Lifetime achievement award for Umberto Bombana, Hong Kong’s ‘king of white truffles’, from Asia’s 50 Best Restaurants
Honoured in regional dining awards, the chef-owner of Michelin-starred 8½ Otto e Mezzo Bombana says he’s just a servant of nature who respects the ingredients he works with
Umberto Bombana has seen many changes in the Hong Kong food scene since he moved to the city in 1993 – not least in his own career. In that time the chef’s 8½ Otto e Mezzo Bombana restaurant in Central has attained a three-star rating in the Hong Kong Michelin guide, and it came in at No 13 on the 2016 list of Asia’s 50 Best Restaurants. On Wednesday, Asia’s 50 Best Restaurants announced that Bombana will receive The Diners Club® Lifetime Achievement Award for 2017 at a ceremony this month in Bangkok.
WATCH Bombana in a recent Hong Kong Tourism Board video
Bombana first came to the attention of Hong Kong food lovers when he was chef at Toscana in the Ritz-Carlton, back when the hotel was in Central; he was there from the opening of the hotel in 1993, until it closed in 2008. A native of Clusone, in the Italian province of Bergamo, he went to hotel school when he was 14, then worked in Milan at the now-closed Antica Osteria del Ponte, which at the time had two Michelin stars. (It later attained a third star.)
“The first time I stepped in the kitchen, I knew this is where I wanted to be,” the chef says over coffee at Otto e Mezzo. “It’s something I related to. It was hard work, and when my friends went out to play, I had to work, but I knew I really liked it and I was fascinated by it.

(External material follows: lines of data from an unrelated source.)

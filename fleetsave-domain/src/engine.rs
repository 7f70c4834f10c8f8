use crate::rules::{self, SavingsRule};
use fleetsave_types::assumptions::Assumptions;
use fleetsave_types::config::{FleetConfiguration, FleetDraft};
use fleetsave_types::savings::SavingsBreakdown;
use tracing::debug;

/// Pure savings calculator.
///
/// Holds only immutable data (assumptions and rules); [`SavingsEngine::compute`] is
/// deterministic and never mutates its input, so hosts can call it after every edit.
pub struct SavingsEngine {
    assumptions: Assumptions,
    rules: Vec<Box<dyn SavingsRule>>,
}

impl Default for SavingsEngine {
    fn default() -> Self {
        Self::new()
    }
}

impl SavingsEngine {
    pub fn new() -> Self {
        Self::with_assumptions(Assumptions::default())
    }

    pub fn with_assumptions(assumptions: Assumptions) -> Self {
        Self {
            assumptions,
            rules: rules::builtin_rules(),
        }
    }

    pub fn with_rules(assumptions: Assumptions, rules: Vec<Box<dyn SavingsRule>>) -> Self {
        Self { assumptions, rules }
    }

    pub fn assumptions(&self) -> &Assumptions {
        &self.assumptions
    }

    pub fn compute(&self, cfg: &FleetConfiguration) -> SavingsBreakdown {
        let mut breakdown = SavingsBreakdown::default();

        for rule in &self.rules {
            let outcome = rule.evaluate(cfg, &self.assumptions);
            debug!(
                component = ?outcome.component,
                applied = outcome.applied,
                amount = outcome.amount,
                "rule evaluated"
            );
            breakdown.set_component(outcome.component, outcome.amount);
        }

        let a = &self.assumptions;
        let cars = f64::from(cfg.car_count);
        breakdown.total_savings = breakdown.component_sum();
        breakdown.spared_working_days_approx = cars / a.cars_per_working_day;
        breakdown.return_on_investment_approx = breakdown.total_savings
            - a.subscription_per_car_month * Assumptions::MONTHS_PER_YEAR * cars;
        breakdown.avoided_complaints_approx = breakdown.total_savings / a.savings_per_complaint;

        debug!(
            car_count = cfg.car_count,
            total = breakdown.total_savings,
            "computed savings breakdown"
        );
        breakdown
    }

    /// Applies the readiness rule before computing.
    ///
    /// Returns `None` ("nothing to show") rather than a zero breakdown when fleet size or
    /// mileage is missing.
    pub fn evaluate_draft(&self, draft: &FleetDraft) -> Option<SavingsBreakdown> {
        let Some(cfg) = ready_snapshot(draft) else {
            debug!("draft not ready: fleet size and yearly mileage are required");
            return None;
        };
        Some(self.compute(&cfg))
    }
}

/// Builds the engine snapshot from a draft once both mandatory numbers are present.
///
/// Zero, negative or non-finite mileage and a zero fleet size count as missing.
pub fn ready_snapshot(draft: &FleetDraft) -> Option<FleetConfiguration> {
    let car_count = draft.car_count.filter(|n| *n >= 1)?;
    let mileage = draft
        .yearly_mileage_allowed
        .filter(|m| m.is_finite() && *m > 0.0)?;

    Some(FleetConfiguration {
        car_count,
        yearly_mileage_allowed: mileage,
        restrictions: draft.restrictions.clone(),
        country_restrictions: draft.country_restrictions.clone(),
        monthly_charging_budget: draft.monthly_charging_budget,
        kwh_price_cap: draft.kwh_price_cap,
    })
}

/// Computes a breakdown with the default assumptions.
pub fn compute_savings(cfg: &FleetConfiguration) -> SavingsBreakdown {
    SavingsEngine::new().compute(cfg)
}

/// Readiness-checked evaluation with the default assumptions.
pub fn evaluate_draft(draft: &FleetDraft) -> Option<SavingsBreakdown> {
    SavingsEngine::new().evaluate_draft(draft)
}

A hotel has too many structures, too many layers. It’s like the difference between driving a bus or a really fast motorcycle: if you want to get anywhere, the restaurant is much faster
“I have many friends who went to hotel school with me, but I was lucky because the second or third job I took was with one of the biggest chefs in Italy. I was lucky to get the job at Antica Osteria del Ponte – my whole career took off from there because you understand what refined food is, how to take care of the ingredients. This was a form of art, a form of expression by the chef – it was about technique and philosophy. That’s what changed me. I started there when I was 17 and left when I was 20.”